Among those who voted for Walker last November, 77% approve of his performance, with 67% who Strongly Approve. As for those who voted for his Democratic opponent, Tom Barrett, 93% disapprove of how Walker is governing, including 88% who Strongly Disapprove.
He won in November with 52 percent of the vote. Per the blockquote, a majority of indies now disapprove of him, but never mind that: If Walker’s approval among Republicans was the same as his disapproval among Democrats, he’d be up near 50 percent. As it is, his rating among likely voters in Wisconsin is lower than the Unicorn Prince’s job approval among adults nationwide. Gulp.
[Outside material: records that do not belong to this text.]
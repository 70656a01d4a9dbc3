use pretty::{Arena, DocAllocator, DocBuilder};

use crate::kernel::info::InfoRef;
use crate::kernel::tree::{TreeData, TreeRef};
use crate::syntax::table::SyntaxRef;

const PRINT_WIDTH: usize = 80;
const INDENT_WIDTH: isize = 4;

/// Prints trees back to source. The renderer consults the syntax table so
/// that operator prefixes stay adjacent (`-b`, not `- b`) and re-reading
/// the output yields a structurally equal tree; text and blocks re-print
/// with the delimiters they were read with.
pub struct Renderer {
    syntax: SyntaxRef,
    info: InfoRef,
}

impl Renderer {
    pub fn new(syntax: SyntaxRef, info: InfoRef) -> Renderer {
        Renderer { syntax, info }
    }

    pub fn render(&self, tree: &TreeRef) -> String {
        let allocator = Arena::<()>::new();
        let doc = self.doc(&allocator, tree);
        let mut output = String::new();
        doc.render_fmt(PRINT_WIDTH, &mut output)
            .expect("rendering to a string cannot fail");
        output
    }

    fn doc<'a>(
        &self,
        allocator: &'a Arena<'a, ()>,
        tree: &TreeRef,
    ) -> DocBuilder<'a, Arena<'a, ()>, ()> {
        let mut doc = self.node_doc(allocator, tree);

        if let Some(comments) = self.info.comments_of(tree) {
            for comment in comments.before.iter().rev() {
                doc = allocator
                    .text(comment.clone())
                    .append(allocator.hardline())
                    .append(doc);
            }
            for comment in &comments.after {
                doc = doc
                    .append(allocator.text(" "))
                    .append(allocator.text(comment.clone()))
                    .append(allocator.hardline());
            }
        }
        doc
    }

    fn node_doc<'a>(
        &self,
        allocator: &'a Arena<'a, ()>,
        tree: &TreeRef,
    ) -> DocBuilder<'a, Arena<'a, ()>, ()> {
        match &tree.data {
            TreeData::Integer(value) => allocator.text(value.to_string()),
            TreeData::Real(value) => allocator.text(format!("{:?}", value)),
            TreeData::Text {
                value,
                opening,
                closing,
            } => {
                // The quote escapes itself by doubling.
                let escaped = if opening.len() == 1 && opening == closing {
                    value.replace(opening.as_str(), &format!("{0}{0}", opening))
                } else {
                    value.clone()
                };
                allocator.text(format!("{}{}{}", opening, escaped, closing))
            }
            TreeData::Name(value) => allocator.text(value.clone()),
            TreeData::Prefix { left, right } => {
                let separator = if right.is_indent_block() {
                    allocator.nil()
                } else if self.adjacent_operator(left) {
                    allocator.nil()
                } else {
                    allocator.text(" ")
                };
                self.doc(allocator, left)
                    .append(separator)
                    .append(self.doc(allocator, right))
            }
            TreeData::Postfix { left, right } => {
                let separator = if self.adjacent_operator(right) {
                    allocator.nil()
                } else {
                    allocator.text(" ")
                };
                self.doc(allocator, left)
                    .append(separator)
                    .append(self.doc(allocator, right))
            }
            TreeData::Infix { name, left, right } => {
                let left_doc = self.doc(allocator, left);
                let right_doc = self.doc(allocator, right);
                match name.as_str() {
                    "\n" => left_doc.append(allocator.hardline()).append(right_doc),
                    ";" | "," => left_doc
                        .append(allocator.text(format!("{} ", name)))
                        .append(right_doc),
                    _ => left_doc
                        .append(allocator.text(format!(" {} ", name)))
                        .append(right_doc),
                }
            }
            TreeData::Block {
                child,
                opening,
                closing,
            } => {
                if tree.is_indent_block() {
                    allocator
                        .hardline()
                        .append(self.doc(allocator, child))
                        .nest(INDENT_WIDTH)
                } else {
                    allocator
                        .text(opening.clone())
                        .append(self.doc(allocator, child))
                        .append(allocator.text(closing.clone()))
                }
            }
        }
    }

    /// Symbol operators print adjacent to their operand so space-sensitive
    /// re-parsing reconstructs the same shape.
    fn adjacent_operator(&self, operator: &TreeRef) -> bool {
        match operator.as_name() {
            Some(name) => {
                !name.is_empty()
                    && !name.chars().next().unwrap().is_alphabetic()
                    && {
                        let syntax = self.syntax.borrow();
                        syntax.prefix_priority(name) != syntax.default_priority
                            || syntax.postfix_priority(name) != syntax.default_priority
                    }
            }
            None => false,
        }
    }
}
use crate::kernel::errors::Error;
use crate::kernel::tree::Position;
use crate::syntax::table::SyntaxRef;

/// Token classification produced by the scanner. `LongText` is synthesized
/// by the parser when a text-delimiter pair from the syntax table opens.
#[derive(Clone, Copy, Debug, Eq, PartialEq)]
pub enum TokenKind {
    Eof,
    Integer,
    Real,
    Text,
    LongText,
    Name,
    Symbol,
    Newline,
    ParOpen,
    ParClose,
    Indent,
    Unindent,
    Error,
}

/// The scanner: bytes to tokens, with indent tracking.
///
/// Scanning is simple. Numbers begin with a digit and may carry a base
/// (`16#FF`), digit grouping (`1_980_000`) and exponents (`1.31E-6`,
/// `16#FF#E2`). Names begin with a letter. Text is quote-delimited with the
/// quote doubled to escape it. Symbols are runs of punctuation, split
/// against the syntax table's known tokens; the six parenthese characters
/// always stand alone. Indentation is significant and bracketed by Indent
/// and Unindent tokens, which always balance.
pub struct Scanner {
    syntax: SyntaxRef,
    chars: Vec<char>,
    offsets: Vec<usize>,
    pos: usize,
    base: Position,
    token_start: Position,
    token_text: String,
    text_value: String,
    integer_value: i64,
    real_value: f64,
    number_base: u32,
    indent: usize,
    indents: Vec<usize>,
    pending_unindents: usize,
    checking_indent: bool,
    column: usize,
    indent_char: Option<char>,
    paren_depth: usize,
    had_space_before: bool,
    had_space_after: bool,
    errors: Vec<Error>,
}

fn is_symbol_char(c: char) -> bool {
    !c.is_alphanumeric()
        && !c.is_whitespace()
        && c != '"'
        && c != '\''
        && !"()[]{}".contains(c)
}
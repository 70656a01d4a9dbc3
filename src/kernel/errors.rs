use std::cell::RefCell;
use std::fmt;

use crate::kernel::tree::Position;

/// All diagnostics carry a source position resolvable through the source map.
#[derive(Clone, Debug)]
pub enum Error {
    /// Bad token, mismatched delimiter.
    Lexical { message: String, position: Position },
    /// Structural problem while parsing.
    Parse { message: String, position: Position },
    /// No candidate rewrite matched a call site.
    Binding { message: String, position: Position },
    /// Unification failed in a required position.
    Type { message: String, position: Position },
    /// An invariant was violated; always a bug.
    Internal { message: String, position: Position },
}

pub type Result<T> = std::result::Result<T, Error>;

impl Error {
    pub fn lexical(message: impl Into<String>, position: Position) -> Error {
        Error::Lexical {
            message: message.into(),
            position,
        }
    }

    pub fn parse(message: impl Into<String>, position: Position) -> Error {
        Error::Parse {
            message: message.into(),
            position,
        }
    }

    pub fn binding(message: impl Into<String>, position: Position) -> Error {
        Error::Binding {
            message: message.into(),
            position,
        }
    }

    pub fn typing(message: impl Into<String>, position: Position) -> Error {
        Error::Type {
            message: message.into(),
            position,
        }
    }

    pub fn internal(message: impl Into<String>, position: Position) -> Error {
        Error::Internal {
            message: message.into(),
            position,
        }
    }

    pub fn position(&self) -> Position {
        match self {
            Error::Lexical { position, .. }
            | Error::Parse { position, .. }
            | Error::Binding { position, .. }
            | Error::Type { position, .. }
            | Error::Internal { position, .. } => *position,
        }
    }

    pub fn message(&self) -> &str {
        match self {
            Error::Lexical { message, .. }
            | Error::Parse { message, .. }
            | Error::Binding { message, .. }
            | Error::Type { message, .. }
            | Error::Internal { message, .. } => message,
        }
    }

    pub fn is_type_error(&self) -> bool {
        matches!(self, Error::Type { .. })
    }
}

impl fmt::Display for Error {
    fn fmt(&self, f: &mut fmt::Formatter) -> fmt::Result {
        let label = match self {
            Error::Lexical { .. } => "lexical error",
            Error::Parse { .. } => "parse error",
            Error::Binding { .. } => "binding error",
            Error::Type { .. } => "type error",
            Error::Internal { .. } => "internal error",
        };
        write!(f, "{}: {}", label, self.message())
    }
}

impl std::error::Error for Error {}

/// Buffers diagnostics raised while speculatively binding a candidate.
/// The dispatcher commits the buffer only if that candidate is chosen, so
/// probing a rewrite that ends up rejected never pollutes what the user sees.
#[derive(Default)]
pub struct ErrorSink {
    buffered: RefCell<Vec<Error>>,
}

impl ErrorSink {
    pub fn new() -> ErrorSink {
        ErrorSink::default()
    }

    pub fn log(&self, error: Error) {
        self.buffered.borrow_mut().push(error);
    }

    pub fn had_errors(&self) -> bool {
        !self.buffered.borrow().is_empty()
    }

    pub fn clear(&self) {
        self.buffered.borrow_mut().clear();
    }

    /// Take every buffered diagnostic, emptying the sink.
    pub fn drain(&self) -> Vec<Error> {
        std::mem::take(&mut *self.buffered.borrow_mut())
    }

    /// Move this sink's diagnostics into another sink.
    pub fn commit_into(&self, other: &ErrorSink) {
        other.buffered.borrow_mut().append(&mut self.buffered.borrow_mut());
    }
}

#[cfg(test)]
mod tests {
    use super::*;

    #[test]
    fn test_sink_commit_discipline() {
        let outer = ErrorSink::new();
        let speculative = ErrorSink::new();
        speculative.log(Error::typing("cannot unify", 3));
        assert!(speculative.had_errors());
        assert!(!outer.had_errors());

        // A rejected candidate just drops its sink.
        speculative.clear();
        assert!(!speculative.had_errors());

        // A chosen candidate commits.
        speculative.log(Error::typing("cannot unify", 7));
        speculative.commit_into(&outer);
        assert!(!speculative.had_errors());
        let drained = outer.drain();
        assert_eq!(drained.len(), 1);
        assert_eq!(drained[0].position(), 7);
    }
}
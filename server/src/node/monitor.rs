/*
 * Created on Wed Mar 15 2023
 *
 * This file is a part of Skytree
 * Skytree is a free and open-source distributed dataset tree written by
 * Sayan Nandan ("the Author") with the vision to provide an ordered,
 * dynamically rebalancing partition of the keyspace without compromising
 * on correctness or availability.
 *
 * Copyright (c) 2023, Sayan Nandan <ohsayan@outlook.com>
 *
 * This program is free software: you can redistribute it and/or modify
 * it under the terms of the GNU Affero General Public License as published by
 * the Free Software Foundation, either version 3 of the License, or
 * (at your option) any later version.
 *
 * This program is distributed in the hope that it will be useful,
 * but WITHOUT ANY WARRANTY; without even the implied warranty of
 * MERCHANTABILITY or FITNESS FOR A PARTICULAR PURPOSE. See the
 * GNU Affero General Public License for more details.
 *
 * You should have received a copy of the GNU Affero General Public License
 * along with this program. If not, see <https://www.gnu.org/licenses/>.
 *
*/

//! The periodic local health check.
//!
//! Every monitor pass runs inside a dedicated no-op `CheckLimits`
//! transaction, so its structural decisions are serialized with the other
//! transactions originated by this node: a scheduled split or merge always
//! runs before the next pass re-evaluates the tree.

use super::DataNode;
use crate::ids::NodeId;
use crate::txn::Originator;
use crate::util::{Error, TreeResult};
use std::collections::{HashMap, HashSet};

consts! {
    /// How long a pair of kids must stay mergeable before a merge is
    /// scheduled
    TIME_TO_WAIT_BEFORE_KID_MERGE_MS: u64 = 2 * 1000;
    /// How long a root must continuously have a proxy before consuming it
    TIME_TO_WAIT_BEFORE_CONSUME_PROXY_MS: u64 = 4 * 1000;
    /// Roots never shrink below this height: the serving layer below the
    /// root must stay addressable
    ROOT_HEIGHT_FLOOR: u32 = 2;
}

#[derive(Debug)]
pub struct Monitor {
    time_since_no_consumable_proxy: u64,
    /// Limits repeated warnings while capacity stays low
    warned_low_capacity: bool,
    /// Mergeable pairs and how long they have been mergeable
    pair_timers: HashMap<(NodeId, NodeId), u64>,
    /// Every id appearing in `pair_timers`
    watched_ids: HashSet<NodeId>,
}

impl Monitor {
    pub fn new() -> Self {
        Self {
            time_since_no_consumable_proxy: 0,
            warned_low_capacity: false,
            pair_timers: HashMap::new(),
            watched_ids: HashSet::new(),
        }
    }

    /// One pass over all limits; `ms` is the simulated time since the last
    /// pass
    pub fn check(&mut self, node: &DataNode, ms: u64) -> TreeResult<()> {
        if node.updated_summary.get() || node.height() == 1 {
            node.send_kid_summary();
            node.updated_summary.set(false);
        }
        self.check_for_low_capacity(node)?;
        self.check_for_mergeable_kids(node, ms);
        self.check_for_consumable_proxy(node, ms);
        Ok(())
    }

    /// Check whether the total capacity of this node's kids is too low
    fn check_for_low_capacity(&mut self, node: &DataNode) -> TreeResult<()> {
        if node.height() <= 1 {
            // nodes of height <= 1 never address low capacity themselves
            return Ok(());
        }
        if node.kids.borrow().is_empty() {
            // an in-flight absorption can empty the kid set between two
            // role steps; there is nothing to split or bump here
            return Ok(());
        }
        if !node.kids.borrow().all_summaries_known() {
            // wait till we have summaries for all our kids
            return Ok(());
        }
        if node.out_of_capacity() {
            let n_kids = node.kids.borrow().len() as u64;
            if n_kids < node.machine().config().data_node_kids_limit {
                self.schedule_split(node)?;
            } else if node.is_root() {
                node.start_transaction_eventually(Originator::BumpHeight);
            } else {
                node.send_kid_summary();
                if !self.warned_low_capacity {
                    self.warned_low_capacity = true;
                    log::warn!(
                        "node {} has too little capacity and no room to spawn more kids; \
                         capacity remains low and is not being increased",
                        node.id()
                    );
                }
            }
        } else {
            self.warned_low_capacity = false;
        }
        Ok(())
    }

    /// Schedule a split of the kid with the most grandkids
    fn schedule_split(&self, node: &DataNode) -> TreeResult<()> {
        let mut best: Option<(NodeId, u64)> = None;
        {
            let kids = node.kids.borrow();
            for (id, summary) in kids.summaries() {
                if best.map_or(true, |(_, fitness)| summary.n_kids >= fitness) {
                    best = Some((id, summary.n_kids));
                }
            }
        }
        let (kid_id, fitness) = best.ok_or_else(|| {
            Error::internal("the monitor tried to split when no suitable kids exist")
        })?;
        if fitness <= 1 {
            // a node that is low on capacity must have kids that themselves
            // have more than one kid
            return Err(Error::internal(
                "the monitor tried to split when no kid has more than one kid",
            ));
        }
        node.start_transaction_eventually(Originator::SplitKid { kid_id });
        Ok(())
    }

    /// Check whether any two adjacent kids should be merged
    fn check_for_mergeable_kids(&mut self, node: &DataNode, ms: u64) {
        if node.height() <= 1 {
            return;
        }
        let watched: Vec<(NodeId, NodeId)> = self.pair_timers.keys().copied().collect();
        for pair in watched {
            let waited = {
                let timer = self.pair_timers.entry(pair).or_insert(0);
                *timer += ms;
                *timer
            };
            if !node.kids_are_mergeable(pair.0, pair.1) {
                // no longer mergeable, forget about them
                self.unwatch(pair);
            } else if waited >= TIME_TO_WAIT_BEFORE_KID_MERGE_MS {
                self.unwatch(pair);
                node.start_transaction_eventually(Originator::MergeKids {
                    left: pair.0,
                    right: pair.1,
                });
            }
        }
        while let Some(pair) = node.best_mergeable_kids(&self.watched_ids) {
            self.watch(pair);
        }
    }

    fn watch(&mut self, pair: (NodeId, NodeId)) {
        self.pair_timers.insert(pair, 0);
        self.watched_ids.insert(pair.0);
        self.watched_ids.insert(pair.1);
    }

    fn unwatch(&mut self, pair: (NodeId, NodeId)) {
        self.pair_timers.remove(&pair);
        self.watched_ids.remove(&pair.0);
        self.watched_ids.remove(&pair.1);
    }

    /// Check whether the root's unique child should be absorbed
    fn check_for_consumable_proxy(&mut self, node: &DataNode, ms: u64) {
        if !node.is_root() || node.height() <= ROOT_HEIGHT_FLOOR {
            return;
        }
        if node.kids.borrow().get_proxy().is_some() {
            self.time_since_no_consumable_proxy += ms;
            if self.time_since_no_consumable_proxy >= TIME_TO_WAIT_BEFORE_CONSUME_PROXY_MS {
                node.start_transaction_eventually(Originator::ConsumeProxy);
            }
        } else {
            self.time_since_no_consumable_proxy = 0;
        }
    }
}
From what I’ve seen of him, this won’t shake him a bit. Will it shake Senate Republicans? Stephen Moore has a reminder at the Journal this afternoon that all it would take to kill the bill is for three of them to go wobbly. One, Dale Schultz, has been pushing to make the bill a temporary two-year fix and pointedly didn’t attend the GOP “unity” rally a few days ago, so he’s already a lost cause. But the other 18 senators did attend, which makes me think we’re well past the point of no return here. Besides, what would they gain by caving? It would enrage Republicans, energize Democrats, and encourage unions. Maybe the recall petitions against them would be dropped, but even that’s not guaranteed: When asked about it a few days ago, the head of the Wisconsin Democratic Party refused to promise that they’d end the recall effort in exchange for killing the bill.
Worst of all, to cave now would be to appease the obstructionist fleebagging Democrats for delaying the vote. There’s no doubt the bill would have passed weeks ago had they not skipped town; to switch now would be to reward them for doing so. Come to think of it, the most painful thing about this poll isn’t the GOP data, it’s the fact that the fugitive Dems probably did do some damage to Walker politically by buying time for protesters to sway public opinion with their “drum circle for freedom” shtick in the Capitol. Republican caucuses in other states with quirky quorum rules like Wisconsin’s must, must retaliate for that the next time they have an opportunity. If the Democrats want to mainstream this tactic, that’s fine. From now on, whenever a blue state pushes a bill to raise spending — or better yet, to give away more goodies to their crooked PEU cronies and the union shills cheering them on in the White House — just skip town. Scram. Say you’re doing it to protect taxpayers and point to the original fleebaggers in Madison as inspiration. Quid pro quo.
Update: I’m skeptical, but lefty Greg Sargent points to this local news report claiming that no fewer than four Republican senators are wavering on the collective bargaining bill. Hey, guys? If you’re worried about the liberal recall efforts against you, wait until you see the conservative efforts if you end up caving.
Sargent also cites the Moore story I linked above, but there’s actually no hard evidence in that piece of anyone rethinking his or her position. It simply says that conservatives in the state are nervous, which may just be an artifact of the recent polling. Frankly, the piece reads more like a signal aimed at grassroots righties to rally behind Senate Republicans than a genuine alarm bell.